After cleaning and joining the three datasets(Taylor, Cambridge and Stockholm), I conducted univariate analysis among three datasets as a table (Table 1) using compareGroups library. Below is part of the table.
- KM curves among three datasets (Graph 1)
It’s clear from Graph 1 that patients in dataset—Stoch have the highest survival rate before BCR free time turns 90 months. The patients in dataset—Cam have the second highest survival rate until BCR free time turns 60 months, after which the survival rate plumps to 0 when the BCR free time is about 67 months. The patients in dataset—Taylor have the lowest survival time at the beginning and becomes the second in the end. Even though the curves have 95% CIs, it’s still hard to tell if they are significantly different among three datasets.
- KM curves among different Gleason Scores (Graph 2)
From Graph 2, it’s uneasy to tell if the survival rates of patients having different Gleason Scores are significantly different. Also, not enough observations for Gleason Scores are 5 and 10.
It’s uneasy to see whether the statistically difference exists among three datasets from Graph 1 since the KM curves cross each other and so on, so conducting a logrank test is a good way to investigate if the probabilities of freedom from BCR among three datasets are significantly different.
Also, a cofounder might exist. After investigation, I found “iCluster” was a cofounder. Firstly, “iCluster” was noticed to be related to the survival under a logrank test. Secondly, it was associated with “dataset” under the Pearson's Chi-squared test.
Therefore, I conducted a logrank test stratified by "iCluster" among the three datasets. From the R output below, we can see the survival rates among these three datasets are significantly different after being stratified by “iCluster”.
survdiff(formula = Surv(Time, Event) ~ dataset + strata(iCluster),
data = datacamtaylorstock, rho = 0)
n=329, 14 observations deleted due to missingness.
N Observed Expected (O-E)^2/E (O-E)^2/V
dataset=Cam 104 18 13.1 1.840 2.83
dataset=stoch 85 41 51.1 2.010 7.73
dataset=taylor 140 36 30.8 0.889 2.21
Chisq= 8 on 2 degrees of freedom, p= 0.02
Imputation of missing values:
Since “Age”, “PSA” and “ECE” were unavailable in all three datasets, I deleted them. Besides, there were still 2 missing values in “Stage”, 14 Missing values in “iCluster” and 4 missing values in “Gleason”. I imputed all the NA’s in “iCluster” and “Gleason” using Random Forest algorithm and delete the 2 rows with NA’s in “Stage”.

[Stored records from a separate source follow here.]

//! Centralized configuration for tether.
//!
//! Wire constants that clients depend on live here next to the tunables of
//! the encoder and the session.

/// Diff encoder limits.
pub struct EncoderConfig;

impl EncoderConfig {
    /// Pointer nesting depth after which the encoder starts tracking visited
    /// addresses to detect cycles.
    pub const START_DETECTING_CYCLES_AFTER: usize = 1000;
}

/// Wire protocol keys and reserved names.
pub struct ProtocolConfig;

impl ProtocolConfig {
    /// Operation name the client sends when its window goes away.
    pub const TERMINATE_OPERATION: &'static str = "goui:gui_terminated";
    /// HTTP path the client opens its socket on.
    pub const SOCKET_PATH: &'static str = "/_socket";

    pub const NEW_NODE_MARKER: &'static str = "$m";
    pub const LIST_DIFF_KEY: &'static str = "$a";
    pub const LIST_LENGTH_KEY: &'static str = "$l";
    pub const INSERT_KEY: &'static str = "$i";
    pub const DELETE_KEY: &'static str = "$d";
}

/// Runtime options for one session.
#[derive(Debug, Clone)]
pub struct SessionConfig {
    /// Escape `<`, `>` and `&` inside strings so frames can be inlined in a
    /// script tag.
    pub escape_html: bool,
    /// See [`EncoderConfig::START_DETECTING_CYCLES_AFTER`].
    pub cycle_threshold: usize,
}

impl Default for SessionConfig {
    fn default() -> Self {
        Self {
            escape_html: true,
            cycle_threshold: EncoderConfig::START_DETECTING_CYCLES_AFTER,
        }
    }
}

#[cfg(test)]
mod tests {
    use super::*;

    #[test]
    fn test_default_session_config() {
        let config = SessionConfig::default();
        assert!(config.escape_html);
        assert_eq!(config.cycle_threshold, 1000);
    }
}
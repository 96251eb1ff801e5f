//! Dirty-state tracking for synchronizable nodes.
//!
//! Every node of the mirrored object graph embeds a [`Model`] header. The
//! header records the node's [`ModelState`], a weak link to the node that
//! owns it, the [`Slot`] it occupies there, and its last list position.
//! Ownership stays with the object graph; the parent link is only used to
//! notify ancestors that something below them changed.

mod state;

pub use state::ModelState;

use std::any::TypeId;
use std::sync::atomic::{AtomicU8, AtomicUsize, Ordering};
use std::sync::{Arc, Mutex, MutexGuard, PoisonError, Weak};

/// Identity of the place a node occupies inside its parent: the owning
/// structure type and the index of the resolved field.
#[derive(Debug, Clone, Copy, PartialEq, Eq, Hash)]
pub struct Slot {
    owner: TypeId,
    field: usize,
}

impl Slot {
    pub fn new(owner: TypeId, field: usize) -> Self {
        Self { owner, field }
    }
}

#[derive(Default)]
struct Link {
    parent: Option<Weak<ModelCell>>,
    slot: Option<Slot>,
}

struct ModelCell {
    state: AtomicU8,
    position: AtomicUsize,
    link: Mutex<Link>,
}

impl ModelCell {
    fn new() -> Self {
        Self {
            state: AtomicU8::new(ModelState::New as u8),
            position: AtomicUsize::new(0),
            link: Mutex::new(Link::default()),
        }
    }

    fn state(&self) -> ModelState {
        ModelState::from_u8(self.state.load(Ordering::Acquire))
    }

    fn store(&self, state: ModelState) {
        self.state.store(state as u8, Ordering::Release);
    }

    fn transition(&self, from: ModelState, to: ModelState) -> bool {
        self.state
            .compare_exchange(from as u8, to as u8, Ordering::AcqRel, Ordering::Acquire)
            .is_ok()
    }

    fn link(&self) -> MutexGuard<'_, Link> {
        self.link.lock().unwrap_or_else(PoisonError::into_inner)
    }

    fn parent(&self) -> Option<Arc<ModelCell>> {
        self.link().parent.as_ref().and_then(Weak::upgrade)
    }

    fn mark_child_dirty(&self) {
        if self.transition(ModelState::Synced, ModelState::ChildDirty) {
            if let Some(parent) = self.parent() {
                parent.mark_child_dirty();
            }
        }
    }
}

/// Synchronization header embedded in every node.
///
/// A fresh header starts in [`ModelState::New`]. Cloning a header yields a
/// fresh header as well, so a cloned node is sent as a new insertion rather
/// than sharing the source node's identity.
pub struct Model {
    cell: Arc<ModelCell>,
}

impl Model {
    pub fn new() -> Self {
        Self {
            cell: Arc::new(ModelCell::new()),
        }
    }

    /// Current synchronization state.
    pub fn state(&self) -> ModelState {
        self.cell.state()
    }

    /// Record that this node's own fields changed.
    ///
    /// A synced node becomes dirty and its ancestors learn that a child
    /// changed. Any other state is left alone.
    pub fn mark_dirty(&self) {
        if self.cell.transition(ModelState::Synced, ModelState::Dirty) {
            if let Some(parent) = self.cell.parent() {
                parent.mark_child_dirty();
            }
        }
    }

    /// Record that a descendant changed. Only affects synced nodes.
    pub fn mark_child_dirty(&self) {
        self.cell.mark_child_dirty();
    }

    /// Mark this node as matching the client. Ancestors and descendants are
    /// not touched.
    pub fn mark_synced(&self) {
        self.cell.store(ModelState::Synced);
    }

    pub(crate) fn mark_new(&self) {
        self.cell.store(ModelState::New);
    }

    /// Compare the recorded owner and slot with where the node is found now.
    ///
    /// A node found somewhere else than where it was last sent is forced back
    /// to [`ModelState::New`]. A new node simply adopts the new location.
    /// Returns the resulting state.
    pub fn test_and_reparent(&self, parent: Option<&Model>, slot: Option<Slot>) -> ModelState {
        let mut link = self.cell.link();
        let state = self.cell.state();
        let same_parent = match (&link.parent, parent) {
            (None, None) => true,
            (Some(current), Some(parent)) => {
                std::ptr::eq(current.as_ptr(), Arc::as_ptr(&parent.cell))
            }
            _ => false,
        };
        if state != ModelState::New && same_parent && link.slot == slot {
            return state;
        }
        link.parent = parent.map(|p| Arc::downgrade(&p.cell));
        link.slot = slot;
        if state != ModelState::New {
            self.cell.store(ModelState::New);
        }
        ModelState::New
    }

    /// Record the node's position inside its list and return the previous one.
    pub fn swap_position(&self, position: usize) -> usize {
        self.cell.position.swap(position, Ordering::AcqRel)
    }

    /// Whether the node currently has a live parent.
    pub fn has_parent(&self) -> bool {
        self.cell.parent().is_some()
    }

    /// Address of the shared cell, stable for the node's lifetime.
    pub(crate) fn identity(&self) -> usize {
        Arc::as_ptr(&self.cell) as usize
    }
}

impl Default for Model {
    fn default() -> Self {
        Self::new()
    }
}

impl Clone for Model {
    fn clone(&self) -> Self {
        Self::new()
    }
}

impl std::fmt::Debug for Model {
    fn fmt(&self, f: &mut std::fmt::Formatter<'_>) -> std::fmt::Result {
        f.debug_struct("Model")
            .field("state", &self.state())
            .field("position", &self.cell.position.load(Ordering::Acquire))
            .finish()
    }
}

/// A type that carries a [`Model`] header.
pub trait Node {
    fn model(&self) -> &Model;

    fn mark_dirty(&self) {
        self.model().mark_dirty();
    }

    fn model_state(&self) -> ModelState {
        self.model().state()
    }
}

In order to know which demographic factors and genes have influence on BCR free time, I fit several Cox’s proportional hazards regression models using AIC Stepwise method such as the 2 models below:
- Model 1: AIC Stepwise Cox’s model using the pooled dataset with imputation: Likelihood ratio test=114.8 on 20 df, p=3e-15
Surv(Time, Event, type = "right") ~ iCluster + Gleason + ENO2 + SYP + CHGA + SLC2A1 + SLC2A6 + SLC2A12 + SLC2A13 + SLC2A14 + HK1 # the model after AIC stepwise Likelihood ratio test=114.8 on 20 df, p=3e-15 n= 341, number of events= 98
- Model 2: adding interaction terms between “dataset” and each gene: Likelihood ratio test=182.5 on 55 df, p=1e-15
Surv(Time, Event, type = "right") ~ iCluster + Gleason + dataset + ENO2 + NCAM1 + SYP + CHGA + FOLH1 + SLC2A1 + SLC2A3 + SLC2A4 + SLC2A5 + SLC2A6 + SLC2A7 +SLC2A8 + SLC2A10 + SLC2A12 + GCK + HK1 + dataset:NCAM1 + dataset:SYP + dataset:CHGA + dataset:FOLH1 + dataset:SLC2A1 + dataset:SLC2A3 + dataset:SLC2A5 +dataset:SLC2A6 + dataset:SLC2A7 + dataset:SLC2A8 + dataset:SLC2A12 + dataset:GCK + dataset:HK1 #26(13*2) interaction terms stay in the model
Likelihood ratio test=182.5 on 55 df, p=1e-15
n= 341, number of events= 98
I used Random Survival Forest technique to find which factors and genes have greater effects on survival since it applies to right-censored data. I grew 400 bootstrapped trees and implemented log-rank splitting.
- Graph below shows the Leave-one-out cross validation error drops fast and then stables at around 29% as the number of trees increases.
- We can see the importance of each variable with ranking below. “Gleason” has the greatest effect on survival followed by genes—FOLH1, SLC2A1, SYP, SLC2A8 and so forth.